Aim of the exercise - Pick out every line in the data below that holds "presentation".

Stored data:

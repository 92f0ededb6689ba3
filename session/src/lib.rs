#![deny(
    unsafe_code,
    missing_docs,
    dead_code,
    unused_results,
    non_snake_case,
    unreachable_pub
)]

//! Session driver that connects the presentation layer to the world.
//!
//! Every inbound signal becomes a [`Command`] on a single-consumer queue. The
//! queue is drained to completion before a signal handler returns, and the
//! events produced by each command are fed to the spawning system before the
//! next command is taken, so spawn ticks, despawn expiry, clock ticks and taps
//! are strictly serialized.
//!
//! Time is virtual. [`Session::advance`] splits the requested duration at every
//! despawn, clock and spawn deadline, so each timer fires at its exact instant
//! regardless of how coarse the host's frame timing is.
//!
//! Hosts normally follow state through [`SessionObserver`]. Recording the raw
//! event stream is opt-in through [`Session::with_event_journal`]; a journaling
//! host must drain it with [`Session::take_events`].

use std::{collections::VecDeque, time::Duration};

use grinch_smasher_core::{CellIndex, Command, Event, GridView, Phase, PhotoRef};
use grinch_smasher_system_spawning::{Config as SpawnConfig, Spawning};
use grinch_smasher_world::{self as world, query, World};
use rand::Rng;
use rand_chacha::ChaCha8Rng;
use tracing::trace;

/// Read-only state pushed to the presentation layer after every mutation.
#[derive(Clone, Debug, PartialEq, Eq)]
pub struct SessionSnapshot {
    /// Current phase of the game flow.
    pub phase: Phase,
    /// Current score.
    pub score: u32,
    /// Seconds left on the clock.
    pub time_remaining_secs: u32,
    /// Every cell in index order.
    pub grid: GridView,
    /// Photo stored by the last capture, if any.
    pub photo: Option<PhotoRef>,
}

/// Receives state updates and session results from a [`Session`].
pub trait SessionObserver {
    /// Called after every processed command with the resulting state.
    fn on_state_changed(&mut self, _snapshot: &SessionSnapshot) {}

    /// Called once per session when the clock runs out.
    ///
    /// High-score comparison and persistence belong to the implementor.
    fn on_session_ended(&mut self, _final_score: u32) {}
}

impl SessionObserver for () {}

/// Serializing driver around the world and the spawning system.
#[derive(Debug)]
pub struct Session<O, R = ChaCha8Rng> {
    world: World,
    spawning: Spawning<R>,
    observer: O,
    queue: VecDeque<Command>,
    journal: Option<Vec<Event>>,
}

impl<O: SessionObserver> Session<O, ChaCha8Rng> {
    /// Creates a session with a default world and a seeded spawning system.
    #[must_use]
    pub fn new(spawn_config: SpawnConfig, observer: O) -> Self {
        Self::from_parts(World::new(), Spawning::new(spawn_config), observer)
    }
}

impl<O: SessionObserver, R: Rng> Session<O, R> {
    /// Assembles a session from an existing world and spawning system.
    #[must_use]
    pub fn from_parts(world: World, spawning: Spawning<R>, observer: O) -> Self {
        Self {
            world,
            spawning,
            observer,
            queue: VecDeque::new(),
            journal: None,
        }
    }

    /// Records every event produced from now on until drained by
    /// [`Session::take_events`].
    #[must_use]
    pub fn with_event_journal(mut self) -> Self {
        self.journal = Some(Vec::new());
        self
    }

    /// The capture collaborator produced a photo.
    pub fn on_photo_captured(&mut self, photo: PhotoRef) {
        self.submit(Command::CapturePhoto { photo });
    }

    /// The player asked to start a session.
    pub fn on_start_requested(&mut self) {
        self.submit(Command::StartSession);
    }

    /// The player asked to play again with the same photo.
    pub fn on_replay_requested(&mut self) {
        self.submit(Command::Replay);
    }

    /// The player asked to retake the photo.
    pub fn on_new_capture_requested(&mut self) {
        self.submit(Command::NewCapture);
    }

    /// The player tapped a cell.
    pub fn on_cell_tapped(&mut self, cell: CellIndex) {
        self.submit(Command::TapCell { cell });
    }

    /// Lets `dt` of virtual time pass.
    pub fn advance(&mut self, dt: Duration) {
        let mut remaining = dt;
        while !remaining.is_zero() {
            let step = self.next_step(remaining);
            self.submit(Command::Tick { dt: step });
            remaining = remaining.saturating_sub(step);
        }
    }

    /// Current phase of the game flow.
    #[must_use]
    pub fn phase(&self) -> Phase {
        query::phase(&self.world)
    }

    /// Current score.
    #[must_use]
    pub fn score(&self) -> u32 {
        query::score(&self.world)
    }

    /// Seconds left on the clock.
    #[must_use]
    pub fn time_remaining_secs(&self) -> u32 {
        query::time_remaining_secs(&self.world)
    }

    /// Ordered cell states.
    #[must_use]
    pub fn grid(&self) -> GridView {
        query::grid_view(&self.world)
    }

    /// Photo stored by the last capture, if any.
    #[must_use]
    pub fn photo(&self) -> Option<&PhotoRef> {
        query::photo(&self.world)
    }

    /// Captures the full presentation state.
    #[must_use]
    pub fn snapshot(&self) -> SessionSnapshot {
        SessionSnapshot {
            phase: self.phase(),
            score: self.score(),
            time_remaining_secs: self.time_remaining_secs(),
            grid: self.grid(),
            photo: self.photo().cloned(),
        }
    }

    /// Provides read-only access to the authoritative world.
    #[must_use]
    pub fn world(&self) -> &World {
        &self.world
    }

    /// Borrows the observer.
    #[must_use]
    pub fn observer(&self) -> &O {
        &self.observer
    }

    /// Mutably borrows the observer.
    #[must_use]
    pub fn observer_mut(&mut self) -> &mut O {
        &mut self.observer
    }

    /// Drains the events recorded since the previous call.
    ///
    /// Always empty unless the journal was enabled.
    #[must_use]
    pub fn take_events(&mut self) -> Vec<Event> {
        self.journal.as_mut().map(std::mem::take).unwrap_or_default()
    }

    fn next_step(&self, remaining: Duration) -> Duration {
        let now = query::now(&self.world);
        let deadlines = [
            query::next_deadline(&self.world).map(|deadline| deadline.saturating_sub(now)),
            self.spawning.time_until_next_spawn(self.phase()),
        ];

        deadlines
            .into_iter()
            .flatten()
            .filter(|until| !until.is_zero())
            .fold(remaining, Duration::min)
    }

    fn submit(&mut self, command: Command) {
        self.queue.push_back(command);
        while let Some(command) = self.queue.pop_front() {
            trace!(?command, "processing command");
            let mut events = Vec::new();
            world::apply(&mut self.world, command, &mut events);
            self.dispatch(events);
        }
    }

    fn dispatch(&mut self, events: Vec<Event>) {
        let mut commands = Vec::new();
        self.spawning.handle(
            &events,
            self.phase(),
            &query::grid_view(&self.world),
            &mut commands,
        );
        // Spawns belong to the current instant and run before later signals.
        for command in commands.into_iter().rev() {
            self.queue.push_front(command);
        }

        for event in &events {
            if let Event::SessionEnded { final_score } = event {
                self.observer.on_session_ended(*final_score);
            }
        }
        if let Some(journal) = self.journal.as_mut() {
            journal.extend(events);
        }

        let snapshot = self.snapshot();
        self.observer.on_state_changed(&snapshot);
    }
}
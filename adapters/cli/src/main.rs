#![deny(
    unsafe_code,
    missing_docs,
    dead_code,
    unused_results,
    non_snake_case,
    unreachable_pub
)]

//! Command-line adapter that plays Grinch Smasher headlessly.
//!
//! A simulated player taps the board while virtual time advances frame by
//! frame. The best score is kept in a TOML file between runs.

mod autoplay;
mod board;
mod config;
mod store;

use std::time::Duration;

use anyhow::{anyhow, Context, Result};
use clap::Parser;
use grinch_smasher_core::{Event, ItemKind, Phase, PhotoRef, SPAWN_INTERVAL};
use grinch_smasher_session::{Session, SessionObserver, SessionSnapshot};
use grinch_smasher_system_high_score::{HighScore, KeyValueStore, SessionResult};
use grinch_smasher_system_spawning::Config as SpawnConfig;
use rand::{Rng, SeedableRng};
use rand_chacha::ChaCha8Rng;
use tracing::{info, trace, warn};
use tracing_subscriber::EnvFilter;

use crate::{
    autoplay::AutoPlayer,
    config::{Args, Settings},
    store::FileStore,
};

const PLAYER_SEED_SALT: u64 = 0x9e37_79b9_7f4a_7c15;

/// Entry point for the Grinch Smasher command-line interface.
fn main() -> Result<()> {
    let args = Args::parse();
    init_tracing(args.verbose)?;
    let settings = Settings::resolve(&args)?;
    run(&settings)
}

fn init_tracing(verbose: bool) -> Result<()> {
    let filter = if verbose {
        EnvFilter::new("debug")
    } else {
        EnvFilter::try_from_default_env().unwrap_or_else(|_| EnvFilter::new("info"))
    };
    tracing_subscriber::fmt()
        .with_env_filter(filter)
        .with_writer(std::io::stderr)
        .try_init()
        .map_err(|err| anyhow!("failed to install tracing subscriber: {err}"))
}

fn run(settings: &Settings) -> Result<()> {
    let mut store = FileStore::open(&settings.high_score_file).with_context(|| {
        format!(
            "failed to open high score file {}",
            settings.high_score_file.display()
        )
    })?;
    let mut high_score = HighScore::load(&store).context("failed to load the high score")?;
    info!(
        best = high_score.best(),
        path = %store.path().display(),
        "loaded high score"
    );

    let mut session = Session::new(
        SpawnConfig::new(SPAWN_INTERVAL, settings.seed),
        Console::default(),
    )
    .with_event_journal();
    let mut player = AutoPlayer::new(
        settings.reaction,
        settings.accuracy,
        ChaCha8Rng::seed_from_u64(settings.seed ^ PLAYER_SEED_SALT),
    );

    session.on_photo_captured(PhotoRef::new(settings.photo.clone()));
    for round in 1..=settings.sessions {
        if round > 1 {
            session.on_replay_requested();
        }
        let stats = play_session(
            &mut session,
            &mut player,
            settings.frame,
            &mut high_score,
            &mut store,
        );
        let final_score = session.score();
        let (best, new_record) = stats
            .result
            .map_or((high_score.best(), false), |result| {
                (result.best, result.is_new_record)
            });

        println!("{}", board::render(&session.snapshot(), best));
        println!(
            "session {round}: score {final_score}{} | {} spawned, {} grinches smashed, {} presents hit, {} escaped",
            if new_record { " (new record)" } else { "" },
            stats.spawned,
            stats.grinches_hit,
            stats.presents_hit,
            stats.escaped,
        );
    }

    Ok(())
}

fn play_session<R: Rng, S: KeyValueStore>(
    session: &mut Session<Console>,
    player: &mut AutoPlayer<R>,
    frame: Duration,
    high_score: &mut HighScore,
    store: &mut S,
) -> SessionStats {
    player.reset();
    session.on_start_requested();

    let mut stats = SessionStats::default();
    let mut elapsed = Duration::ZERO;
    loop {
        let events = session.take_events();
        stats.record(&events);
        match high_score.handle(&events, store) {
            Ok(results) => stats.result = results.last().copied().or(stats.result),
            Err(err) => warn!(%err, "failed to persist the high score"),
        }
        if session.phase() != Phase::Active {
            break;
        }

        session.advance(frame);
        elapsed += frame;
        for cell in player.plan_taps(&session.grid(), elapsed) {
            session.on_cell_tapped(cell);
        }
    }
    stats
}

/// Tallies of what happened during one session.
#[derive(Debug, Default)]
struct SessionStats {
    spawned: usize,
    grinches_hit: usize,
    presents_hit: usize,
    escaped: usize,
    result: Option<SessionResult>,
}

impl SessionStats {
    fn record(&mut self, events: &[Event]) {
        for event in events {
            match event {
                Event::ItemSpawned { .. } => self.spawned += 1,
                Event::CellTapped {
                    kind: ItemKind::Grinch,
                    ..
                } => self.grinches_hit += 1,
                Event::CellTapped {
                    kind: ItemKind::Present,
                    ..
                } => self.presents_hit += 1,
                Event::ItemDespawned { .. } => self.escaped += 1,
                _ => {}
            }
        }
    }
}

/// Observer that traces every state change.
#[derive(Debug, Default)]
struct Console {
    updates: usize,
}

impl SessionObserver for Console {
    fn on_state_changed(&mut self, snapshot: &SessionSnapshot) {
        self.updates += 1;
        trace!(
            phase = ?snapshot.phase,
            score = snapshot.score,
            remaining = snapshot.time_remaining_secs,
            "state changed"
        );
    }

    fn on_session_ended(&mut self, final_score: u32) {
        info!(final_score, updates = self.updates, "session over");
    }
}
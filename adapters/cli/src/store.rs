//! High-score store persisted as a TOML table on disk.

use std::{
    collections::BTreeMap,
    fs, io,
    path::{Path, PathBuf},
};

use grinch_smasher_system_high_score::{KeyValueStore, StoreError};

/// Key-value store backed by a single TOML file.
///
/// A missing file reads as an empty store. Every write rewrites the file.
#[derive(Debug)]
pub(crate) struct FileStore {
    path: PathBuf,
    values: BTreeMap<String, String>,
}

impl FileStore {
    /// Opens the store at `path`, loading any values already persisted.
    pub(crate) fn open(path: impl Into<PathBuf>) -> Result<Self, StoreError> {
        let path = path.into();
        let values = match fs::read_to_string(&path) {
            Ok(contents) => {
                toml::from_str(&contents).map_err(|err| StoreError::Corrupt(err.to_string()))?
            }
            Err(err) if err.kind() == io::ErrorKind::NotFound => BTreeMap::new(),
            Err(err) => return Err(unavailable(&path, &err)),
        };
        Ok(Self { path, values })
    }

    /// Location of the backing file.
    pub(crate) fn path(&self) -> &Path {
        &self.path
    }
}

impl KeyValueStore for FileStore {
    fn get(&self, key: &str) -> Result<Option<String>, StoreError> {
        Ok(self.values.get(key).cloned())
    }

    fn set(&mut self, key: &str, value: String) -> Result<(), StoreError> {
        let mut values = self.values.clone();
        let _ = values.insert(key.to_owned(), value);
        let contents =
            toml::to_string(&values).map_err(|err| StoreError::Unavailable(err.to_string()))?;
        fs::write(&self.path, contents).map_err(|err| unavailable(&self.path, &err))?;
        self.values = values;
        Ok(())
    }
}

fn unavailable(path: &Path, err: &io::Error) -> StoreError {
    StoreError::Unavailable(format!("{}: {err}", path.display()))
}
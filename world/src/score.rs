//! Score ledger floored at zero.

use grinch_smasher_core::ItemKind;

/// Running score of the current session.
#[derive(Clone, Copy, Debug, Default, PartialEq, Eq)]
pub struct ScoreLedger {
    score: u32,
}

impl ScoreLedger {
    /// Creates a ledger starting at zero.
    #[must_use]
    pub const fn new() -> Self {
        Self { score: 0 }
    }

    /// Creates a ledger starting at an arbitrary score.
    #[must_use]
    pub const fn starting_at(score: u32) -> Self {
        Self { score }
    }

    /// Current score.
    #[must_use]
    pub const fn value(&self) -> u32 {
        self.score
    }

    /// Applies the score adjustment for tapping an item of `kind`.
    ///
    /// Returns the updated score.
    pub fn apply_tap(&mut self, kind: ItemKind) -> u32 {
        let adjusted = i64::from(self.score).saturating_add(kind.score_delta());
        self.score = u32::try_from(adjusted.max(0)).unwrap_or(u32::MAX);
        self.score
    }

    /// Sets the score back to zero.
    pub fn reset(&mut self) {
        self.score = 0;
    }
}
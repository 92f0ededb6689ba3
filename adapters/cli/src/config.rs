//! Command-line flags and the optional TOML settings file.
//!
//! Flags win over the file, and the file wins over the built-in defaults.

use std::{
    fs,
    path::{Path, PathBuf},
    time::Duration,
};

use anyhow::{bail, Context, Result};
use clap::Parser;
use grinch_smasher_system_spawning::Config as SpawnConfig;
use serde::Deserialize;

const DEFAULT_SESSIONS: u32 = 1;
const DEFAULT_ACCURACY: f64 = 0.9;
const DEFAULT_REACTION_MS: u64 = 400;
const DEFAULT_FRAME_MS: u64 = 100;
const DEFAULT_PHOTO: &str = "selfie.jpg";
const DEFAULT_HIGH_SCORE_FILE: &str = "grinch_smasher_highscore.toml";

/// Plays Grinch Smasher headlessly with a simulated player.
#[derive(Debug, Default, Parser)]
#[command(name = "grinch-smasher", version, about)]
pub(crate) struct Args {
    /// TOML file providing defaults for the other flags.
    #[arg(long, value_name = "PATH")]
    pub(crate) config: Option<PathBuf>,
    /// Seed for the spawn schedule and the simulated player.
    #[arg(long)]
    pub(crate) seed: Option<u64>,
    /// Number of sessions played back to back with the same photo.
    #[arg(long)]
    pub(crate) sessions: Option<u32>,
    /// Probability that the player leaves a present alone.
    #[arg(long)]
    pub(crate) accuracy: Option<f64>,
    /// Delay before the player reacts to a new item, in milliseconds.
    #[arg(long)]
    pub(crate) reaction_ms: Option<u64>,
    /// Virtual time advanced per frame, in milliseconds.
    #[arg(long)]
    pub(crate) frame_ms: Option<u64>,
    /// Reference of the photo handed to the session.
    #[arg(long)]
    pub(crate) photo: Option<String>,
    /// File the best score is persisted to.
    #[arg(long, value_name = "PATH")]
    pub(crate) high_score_file: Option<PathBuf>,
    /// Log at debug level unless `RUST_LOG` says otherwise.
    #[arg(short, long)]
    pub(crate) verbose: bool,
}

/// Values read from the optional settings file.
#[derive(Debug, Default, Deserialize, PartialEq)]
#[serde(default, deny_unknown_fields)]
pub(crate) struct FileConfig {
    seed: Option<u64>,
    sessions: Option<u32>,
    accuracy: Option<f64>,
    reaction_ms: Option<u64>,
    frame_ms: Option<u64>,
    photo: Option<String>,
    high_score_file: Option<PathBuf>,
}

impl FileConfig {
    /// Reads and parses the settings file at `path`.
    pub(crate) fn load(path: &Path) -> Result<Self> {
        let contents = fs::read_to_string(path)
            .with_context(|| format!("failed to read config file {}", path.display()))?;
        Self::parse(&contents)
            .with_context(|| format!("failed to load config file {}", path.display()))
    }

    fn parse(contents: &str) -> Result<Self> {
        toml::from_str(contents).context("failed to parse config toml contents")
    }
}

/// Fully resolved runner settings.
#[derive(Clone, Debug, PartialEq)]
pub(crate) struct Settings {
    pub(crate) seed: u64,
    pub(crate) sessions: u32,
    pub(crate) accuracy: f64,
    pub(crate) reaction: Duration,
    pub(crate) frame: Duration,
    pub(crate) photo: String,
    pub(crate) high_score_file: PathBuf,
}

impl Settings {
    /// Merges the flags with the settings file they point at.
    pub(crate) fn resolve(args: &Args) -> Result<Self> {
        let file = match &args.config {
            Some(path) => FileConfig::load(path)?,
            None => FileConfig::default(),
        };
        Self::merge(args, file)
    }

    fn merge(args: &Args, file: FileConfig) -> Result<Self> {
        let sessions = args.sessions.or(file.sessions).unwrap_or(DEFAULT_SESSIONS);
        if sessions == 0 {
            bail!("at least one session must be played");
        }

        let accuracy = args.accuracy.or(file.accuracy).unwrap_or(DEFAULT_ACCURACY);
        if !(0.0..=1.0).contains(&accuracy) {
            bail!("accuracy must lie within 0.0..=1.0, got {accuracy}");
        }

        let frame_ms = args.frame_ms.or(file.frame_ms).unwrap_or(DEFAULT_FRAME_MS);
        if frame_ms == 0 {
            bail!("frame length must be at least one millisecond");
        }

        Ok(Self {
            seed: args
                .seed
                .or(file.seed)
                .unwrap_or_else(|| SpawnConfig::default().rng_seed()),
            sessions,
            accuracy,
            reaction: Duration::from_millis(
                args.reaction_ms
                    .or(file.reaction_ms)
                    .unwrap_or(DEFAULT_REACTION_MS),
            ),
            frame: Duration::from_millis(frame_ms),
            photo: args
                .photo
                .clone()
                .or(file.photo)
                .unwrap_or_else(|| DEFAULT_PHOTO.to_owned()),
            high_score_file: args
                .high_score_file
                .clone()
                .or(file.high_score_file)
                .unwrap_or_else(|| PathBuf::from(DEFAULT_HIGH_SCORE_FILE)),
        })
    }
}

Answer for the task -
//! Session driver that connects the presentation layer to the world.
/// Read-only state pushed to the presentation layer after every mutation.
    /// Captures the full presentation state.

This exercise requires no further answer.